On the one hand we have the Federal statute with reference to sales or exchanges; on the other, we have the Federal statute providing for the composition of municipal indebtedness, and in the present case it is this latter statute which furnished the basis for the claimed exchange. The latter statute, an exercise of the bankruptcy power of the Federal Government, expressly imposes upon the Federal Court the duty of determining that "petitioner is authorized by law to take all action necessary to be taken by it to carry out the plan.3 "The phrase `authorized by law' manifestly refers to the law of the state." United States v. Bekins, 304 U.S. 27, 49, 58 S. Ct. 811, 814, 82 L. Ed. 1137. Thus the validity of the refunding bonds is to be adjudged by the Federal Court in accordance with the State law, and the confirmation of the plans now in question, as a result of which the refunding bonds were received by the taxpayer, represents a determination that such bonds were authorized by Florida law. However, in order for them to have this validity, they must be given the classification and their terms must be applied, as done by the Florida Courts in many instances, according to the principle that the power to issue refunding bonds without any vote of the electorate is "that power which is limited to a mere authorized extension of the old obligation of contract to the new bonds, when the latter purport to be issued `exclusively' as refunding bonds to be used for the purpose of refunding the old bonds or the interest thereon." State v. Citrus County, 116 Fla. 676, 157 So. 47, 97 A.L.R. 431. Also that "refunding bonds are in legal effect authorized projections into the future of the original contractual obligations represented by the bonds which are lawfully refunded." State ex rel. Pinellas County v. Sholtz, 115 Fla. 561, 155 So. 736, 738. Also, as stated in Boatright v. City of Jacksonville, 117 Fla. 477, 158 So. 42, at page 51, 62, "This court in previous cases treating the subject of refunding bonds, their attributes and characteristics, has held that refunding bonds create no new debt, but merely evidence an extension or renewal, in a new form, of the original existing indebtedness, which original indebtedness is not extinguished by, but is merged into, the refunding bonds, with like force and effect as to obligation as if the original bonds had remained unrefunded by the issuance of such refunding bonds."4
It is apparent therefore that in any Court's application of the provisions of the Revenue Act to a transaction consummated as a result of the Federal provision for composition of municipal indebtedness, the two statutes must be considered together, and when thus considered in the present case it is clear that there was no such exchange of property as produced a realizable gain, because if the taxpayer received anything, its validity must be governed by the law of Florida, and this was determined in obedience to the Federal statute. To give effect to the municipal composition statute, the obligations received by the taxpayer must be given the effect accorded them by the State law. Thus considered, the refunding bonds received do not, and can not legally, differ "materially either in kind or in extent" from the old bonds held prior to the composition. The transaction is legally equivalent to the transfer of property for property of like kind, and of equal fair market value. Equal market value is found here. We do not hold that a difference in market value, computed at the time, would not represent income. We do hold that the incidents of changed maturity dates, lessoned interest rates, and provision for a sinking fund, do not under the circumstances here evidence that the refunding bonds were "a thing really different" from the old bonds. We may further observe that if the refunding bonds in question are not valid under Florida law, their value would be so doubtful as to remove any question of a gain taxable under the Internal Revenue laws.

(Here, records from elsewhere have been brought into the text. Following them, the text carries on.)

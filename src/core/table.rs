//! Deterministic transition table.

use super::error::ConfigError;
use super::symbol::Symbol;
use std::collections::HashMap;

/// Why a lookup found no destination.
///
/// Kept as two cases so diagnostics can tell "this state has no outgoing
/// rules at all" apart from "this state has rules, just not for this input".
#[derive(Clone, Copy, Debug, PartialEq, Eq)]
pub enum RuleMiss {
    NoRuleForState,
    NoRuleForInput,
}

/// Rules sharing one source state, in insertion order.
#[derive(Clone, Debug)]
struct SourceRules<I, S> {
    targets: HashMap<I, S>,
    order: Vec<I>,
}

/// Partial function `(state, input) -> state`.
///
/// At most one destination exists per `(state, input)` pair. Adding a second
/// one fails instead of replacing the first.
///
/// # Example
///
/// ```rust
/// use fsmkit::core::{RuleMiss, TransitionTable};
///
/// let mut table = TransitionTable::new();
/// table.add_rule(0u32, 10u32, 1).unwrap();
///
/// assert_eq!(table.lookup(&0, &10), Ok(1));
/// assert_eq!(table.lookup(&0, &11), Err(RuleMiss::NoRuleForInput));
/// assert_eq!(table.lookup(&1, &10), Err(RuleMiss::NoRuleForState));
/// assert!(table.add_rule(0, 10, 2).is_err());
/// ```
#[derive(Clone, Debug)]
pub struct TransitionTable<S: Symbol, I: Symbol> {
    rules: HashMap<S, SourceRules<I, S>>,
    len: usize,
}

impl<S: Symbol, I: Symbol> TransitionTable<S, I> {
    pub fn new() -> Self {
        Self {
            rules: HashMap::new(),
            len: 0,
        }
    }

    /// Map `(source, input)` to `target`.
    ///
    /// Fails with [`ConfigError::DuplicateRule`] if the pair is already
    /// mapped, even to the same target. The existing rule is kept.
    pub fn add_rule(&mut self, source: S, input: I, target: S) -> Result<(), ConfigError> {
        let entry = self.rules.entry(source).or_insert_with(|| SourceRules {
            targets: HashMap::new(),
            order: Vec::new(),
        });

        if let Some(existing) = entry.targets.get(&input) {
            return Err(ConfigError::DuplicateRule {
                state: source.name().into_owned(),
                input: input.name().into_owned(),
                target: existing.name().into_owned(),
            });
        }

        entry.targets.insert(input, target);
        entry.order.push(input);
        self.len += 1;
        Ok(())
    }

    /// Resolve the destination for `(source, input)`.
    pub fn lookup(&self, source: &S, input: &I) -> Result<S, RuleMiss> {
        let rules = self.rules.get(source).ok_or(RuleMiss::NoRuleForState)?;
        rules
            .targets
            .get(input)
            .copied()
            .ok_or(RuleMiss::NoRuleForInput)
    }

    /// Whether a rule exists for `(source, input)`. Pure query.
    pub fn can(&self, source: &S, input: &I) -> bool {
        self.lookup(source, input).is_ok()
    }

    /// The `(input, target)` pairs leaving `source`, in insertion order.
    pub fn rules_from(&self, source: &S) -> Vec<(I, S)> {
        self.rules
            .get(source)
            .map(|rules| {
                rules
                    .order
                    .iter()
                    .filter_map(|input| rules.targets.get(input).map(|target| (*input, *target)))
                    .collect()
            })
            .unwrap_or_default()
    }

    /// Total number of rules.
    pub fn len(&self) -> usize {
        self.len
    }

    pub fn is_empty(&self) -> bool {
        self.len == 0
    }
}

impl<S: Symbol, I: Symbol> Default for TransitionTable<S, I> {
    fn default() -> Self {
        Self::new()
    }
}

#[cfg(test)]
mod tests {
    use super::*;

    const OPENED: u32 = 0;
    const CLOSED: u32 = 1;
    const LOCKED: u32 = 2;

    const OPEN: u8 = 0;
    const CLOSE: u8 = 1;
    const LOCK: u8 = 2;
    const UNLOCK: u8 = 3;

    fn door_table() -> TransitionTable<u32, u8> {
        let mut table = TransitionTable::new();
        table.add_rule(OPENED, CLOSE, CLOSED).unwrap();
        table.add_rule(CLOSED, OPEN, OPENED).unwrap();
        table.add_rule(CLOSED, LOCK, LOCKED).unwrap();
        table.add_rule(LOCKED, UNLOCK, CLOSED).unwrap();
        table
    }

    #[test]
    fn lookup_resolves_configured_rules() {
        let table = door_table();

        assert_eq!(table.lookup(&OPENED, &CLOSE), Ok(CLOSED));
        assert_eq!(table.lookup(&CLOSED, &LOCK), Ok(LOCKED));
        assert_eq!(table.len(), 4);
    }

    #[test]
    fn lookup_distinguishes_missing_state_from_missing_input() {
        let mut table = door_table();
        table.add_rule(LOCKED, LOCK, LOCKED).unwrap();

        assert_eq!(table.lookup(&OPENED, &LOCK), Err(RuleMiss::NoRuleForInput));
        assert_eq!(table.lookup(&7, &LOCK), Err(RuleMiss::NoRuleForState));
    }

    #[test]
    fn duplicate_rule_keeps_first_destination() {
        let mut table = door_table();

        let result = table.add_rule(CLOSED, LOCK, OPENED);
        assert_eq!(
            result,
            Err(ConfigError::DuplicateRule {
                state: "1".to_string(),
                input: "2".to_string(),
                target: "2".to_string(),
            })
        );
        assert_eq!(table.lookup(&CLOSED, &LOCK), Ok(LOCKED));
        assert_eq!(table.len(), 4);
    }

    #[test]
    fn duplicate_rule_with_same_target_still_fails() {
        let mut table = door_table();
        assert!(table.add_rule(OPENED, CLOSE, CLOSED).is_err());
    }

    #[test]
    fn can_matches_lookup() {
        let table = door_table();

        assert!(table.can(&CLOSED, &OPEN));
        assert!(!table.can(&OPENED, &OPEN));
        assert!(!table.can(&LOCKED, &OPEN));
    }

    #[test]
    fn rules_from_preserves_insertion_order() {
        let table = door_table();

        assert_eq!(table.rules_from(&CLOSED), vec![(OPEN, OPENED), (LOCK, LOCKED)]);
        assert!(table.rules_from(&99).is_empty());
    }
}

Under the circumstances here, we do not consider controlling the cases relied upon by the respondent. Emery v. Commissioner, 2 Cir., 166 F.2d 27, 1 A.L.R. 2d 409; Girard Trust Co. v. U. S., 3 Cir., 166 F.2d 773. Whatever might be the rule as to voluntary exchanges, we think that under the circumstances here, which we have related, the realities of the situation and the law impel a holding that the transactions here under consideration did not constitute the exchange of property for other property differing materially either in kind or extent.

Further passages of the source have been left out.